• Task prompt
How many lines in the data below contain the string "items"? State that number only.

Stored data:
//! The generic value tree.
//!
//! Format adapters (JSON, YAML, TOML, ...) decode documents into a [`Value`];
//! the navigator walks it by key, index and filter. Mapping order carries no
//! meaning, so mappings are stored sorted for deterministic rendering.

mod codec;

use std::collections::BTreeMap;
use std::fmt;

/// Key-to-value table of a [`Value::Mapping`].
pub type Mapping = BTreeMap<String, Value>;

/// A node of a decoded document.
#[derive(Clone, Debug, PartialEq, Default)]
pub enum Value {
    #[default]
    Null,
    Bool(bool),
    Int(i64),
    Float(f64),
    String(String),
    Mapping(Mapping),
    Sequence(Vec<Value>),
}

impl Value {
    /// Name of the variant, for error messages.
    pub fn type_name(&self) -> &'static str {
        match self {
            Value::Null => "null",
            Value::Bool(_) => "bool",
            Value::Int(_) => "int",
            Value::Float(_) => "float",
            Value::String(_) => "string",
            Value::Mapping(_) => "mapping",
            Value::Sequence(_) => "sequence",
        }
    }

    /// Returns `true` for every variant except mappings and sequences.
    pub fn is_scalar(&self) -> bool {
        !matches!(self, Value::Mapping(_) | Value::Sequence(_))
    }

    pub fn as_str(&self) -> Option<&str> {
        match self {
            Value::String(s) => Some(s),
            _ => None,
        }
    }

    pub fn as_mapping(&self) -> Option<&Mapping> {
        match self {
            Value::Mapping(m) => Some(m),
            _ => None,
        }
    }

    pub fn as_sequence(&self) -> Option<&[Value]> {
        match self {
            Value::Sequence(items) => Some(items),
            _ => None,
        }
    }

    /// Look up `key` if this is a mapping.
    pub fn get(&self, key: &str) -> Option<&Value> {
        self.as_mapping().and_then(|m| m.get(key))
    }

    /// Element `index` if this is a sequence.
    pub fn index(&self, index: usize) -> Option<&Value> {
        self.as_sequence().and_then(|items| items.get(index))
    }
}

/// Scalars render as plain text (`null`, `true`, `42`, `1.5`, the string
/// itself); containers render as compact JSON.
///
/// Integral floats render without a fractional part (`Float(1.0)` is `1`),
/// which is what the filter comparison's textual fallback relies on.
impl fmt::Display for Value {
    fn fmt(&self, f: &mut fmt::Formatter<'_>) -> fmt::Result {
        match self {
            Value::Null => f.write_str("null"),
            Value::Bool(b) => write!(f, "{b}"),
            Value::Int(n) => write!(f, "{n}"),
            Value::Float(x) => write!(f, "{x}"),
            Value::String(s) => f.write_str(s),
            Value::Mapping(_) | Value::Sequence(_) => {
                let json = serde_json::to_string(self).map_err(|_| fmt::Error)?;
                f.write_str(&json)
            }
        }
    }
}

impl From<bool> for Value {
    fn from(b: bool) -> Self {
        Value::Bool(b)
    }
}

impl From<i64> for Value {
    fn from(n: i64) -> Self {
        Value::Int(n)
    }
}

impl From<i32> for Value {
    fn from(n: i32) -> Self {
        Value::Int(i64::from(n))
    }
}

impl From<f64> for Value {
    fn from(x: f64) -> Self {
        Value::Float(x)
    }
}

impl From<&str> for Value {
    fn from(s: &str) -> Self {
        Value::String(s.to_owned())
    }
}

impl From<String> for Value {
    fn from(s: String) -> Self {
        Value::String(s)
    }
}

impl From<Vec<Value>> for Value {
    fn from(items: Vec<Value>) -> Self {
        Value::Sequence(items)
    }
}

impl From<Mapping> for Value {
    fn from(map: Mapping) -> Self {
        Value::Mapping(map)
    }
}

impl<K: Into<String>> FromIterator<(K, Value)> for Value {
    fn from_iter<I: IntoIterator<Item = (K, Value)>>(iter: I) -> Self {
        Value::Mapping(iter.into_iter().map(|(k, v)| (k.into(), v)).collect())
    }
}
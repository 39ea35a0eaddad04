use super::*;

// === coerce ===

#[test]
fn integers() {
    assert_eq!(coerce("42"), Value::Int(42));
    assert_eq!(coerce("-7"), Value::Int(-7));
}

#[test]
fn one_and_zero_stay_numbers() {
    assert_eq!(coerce("1"), Value::Int(1));
    assert_eq!(coerce("0"), Value::Int(0));
}

#[test]
#[allow(clippy::approx_constant, reason = "3.14 is filter text, not pi")]
fn floats() {
    assert_eq!(coerce("3.14"), Value::Float(3.14));
    assert_eq!(coerce("1.2e3"), Value::Float(1200.0));
}

#[test]
fn integer_overflow_falls_back_to_float() {
    assert_eq!(coerce("9223372036854775808"), Value::Float(9.223_372_036_854_776e18));
}

#[test]
fn booleans_any_case() {
    assert_eq!(coerce("true"), Value::Bool(true));
    assert_eq!(coerce("false"), Value::Bool(false));
    assert_eq!(coerce("TRUE"), Value::Bool(true));
    assert_eq!(coerce("tRuE"), Value::Bool(true));
    assert_eq!(coerce("False"), Value::Bool(false));
}

#[test]
fn everything_else_is_text() {
    assert_eq!(coerce("hello"), Value::from("hello"));
    assert_eq!(coerce(""), Value::from(""));
    assert_eq!(coerce("yes"), Value::from("yes"));
    assert_eq!(coerce("1.2.3"), Value::from("1.2.3"));
}

// === equal_coerced: typed pairings ===

#[test]
fn bool_pairing() {
    assert!(equal_coerced(&Value::Bool(true), &Value::Bool(true)));
    assert!(!equal_coerced(&Value::Bool(false), &Value::Bool(true)));
}

#[test]
fn int_pairing() {
    assert!(equal_coerced(&Value::Int(5), &Value::Int(5)));
    assert!(!equal_coerced(&Value::Int(5), &Value::Int(6)));
}

#[test]
fn integral_float_matches_int() {
    assert!(equal_coerced(&Value::Float(1.0), &Value::Int(1)));
    assert!(equal_coerced(&Value::Float(-3.0), &Value::Int(-3)));
}

#[test]
fn fractional_float_does_not_match_int() {
    assert!(!equal_coerced(&Value::Float(5.1), &Value::Int(5)));
}

#[test]
fn non_finite_float_does_not_match_int() {
    assert!(!equal_coerced(&Value::Float(f64::INFINITY), &Value::Int(i64::MAX)));
    assert!(!equal_coerced(&Value::Float(f64::NAN), &Value::Int(0)));
}

#[test]
fn float_pairing_is_exact() {
    assert!(equal_coerced(&Value::Float(0.5), &Value::Float(0.5)));
    assert!(!equal_coerced(&Value::Float(0.1 + 0.2), &Value::Float(0.3)));
    assert!(!equal_coerced(&Value::Float(f64::NAN), &Value::Float(f64::NAN)));
}

#[test]
fn string_pairing() {
    assert!(equal_coerced(&Value::from("x"), &Value::from("x")));
    assert!(!equal_coerced(&Value::from("x"), &Value::from("y")));
}

// === equal_coerced: textual fallback ===

#[test]
fn numeric_string_in_tree_matches_int() {
    assert!(equal_coerced(&Value::from("8080"), &coerce("8080")));
}

#[test]
fn int_in_tree_matches_integral_float() {
    assert!(equal_coerced(&Value::Int(5), &Value::Float(5.0)));
}

#[test]
fn bool_string_in_tree_matches_bool() {
    assert!(equal_coerced(&Value::from("true"), &coerce("true")));
    assert!(!equal_coerced(&Value::from("TRUE"), &coerce("TRUE")));
}

#[test]
fn exponent_string_in_tree_matches_small_float() {
    assert!(equal_coerced(&Value::from("1e-05"), &coerce("1e-05")));
    assert!(equal_coerced(&Value::from("1.5e+21"), &coerce("1.5e21")));
    assert!(!equal_coerced(&Value::from("0.00001"), &coerce("1e-05")));
}

#[test]
fn plain_string_in_tree_matches_mid_range_float() {
    assert!(equal_coerced(&Value::from("0.0001"), &coerce("1e-4")));
    assert!(equal_coerced(&Value::from("2.5"), &coerce("2.5")));
    assert!(equal_coerced(
        &Value::from("100000000000000000000"),
        &coerce("1e20")
    ));
}

#[test]
fn null_never_matches_other_text() {
    assert!(!equal_coerced(&Value::Null, &coerce("x")));
}

#[test]
fn containers_never_match() {
    let list = Value::from(vec![Value::Int(1), Value::Int(2)]);
    assert!(!equal_coerced(&list, &coerce("[1,2]")));
}
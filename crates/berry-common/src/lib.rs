pub mod diagnostic;
pub mod error;
pub mod source;
pub mod span;
pub mod token;
pub mod ty;
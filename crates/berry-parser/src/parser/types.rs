use berry_common::token::TokenKind;
use berry_common::ty::Ty;

use super::{PResult, Parser};

/// `prim | '*' 'const'? type`
pub(super) fn parse_type_label(p: &mut Parser) -> PResult<Ty> {
    let ty = match p.current() {
        TokenKind::I8 => Ty::i8(),
        TokenKind::U8 => Ty::u8(),
        TokenKind::I16 => Ty::i16(),
        TokenKind::U16 => Ty::u16(),
        TokenKind::I32 => Ty::i32(),
        TokenKind::U32 => Ty::u32(),
        TokenKind::I64 => Ty::i64(),
        TokenKind::U64 => Ty::u64(),
        TokenKind::F32 => Ty::f32(),
        TokenKind::F64 => Ty::f64(),
        TokenKind::Bool => Ty::Bool,
        TokenKind::Star => {
            p.advance();
            let is_const = p.eat(&TokenKind::Const);
            let elem = parse_type_label(p)?;
            return Ok(Ty::pointer(elem, is_const));
        }
        _ => return Err(p.unexpected()),
    };
    p.advance();
    Ok(ty)
}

• Exercise solution
4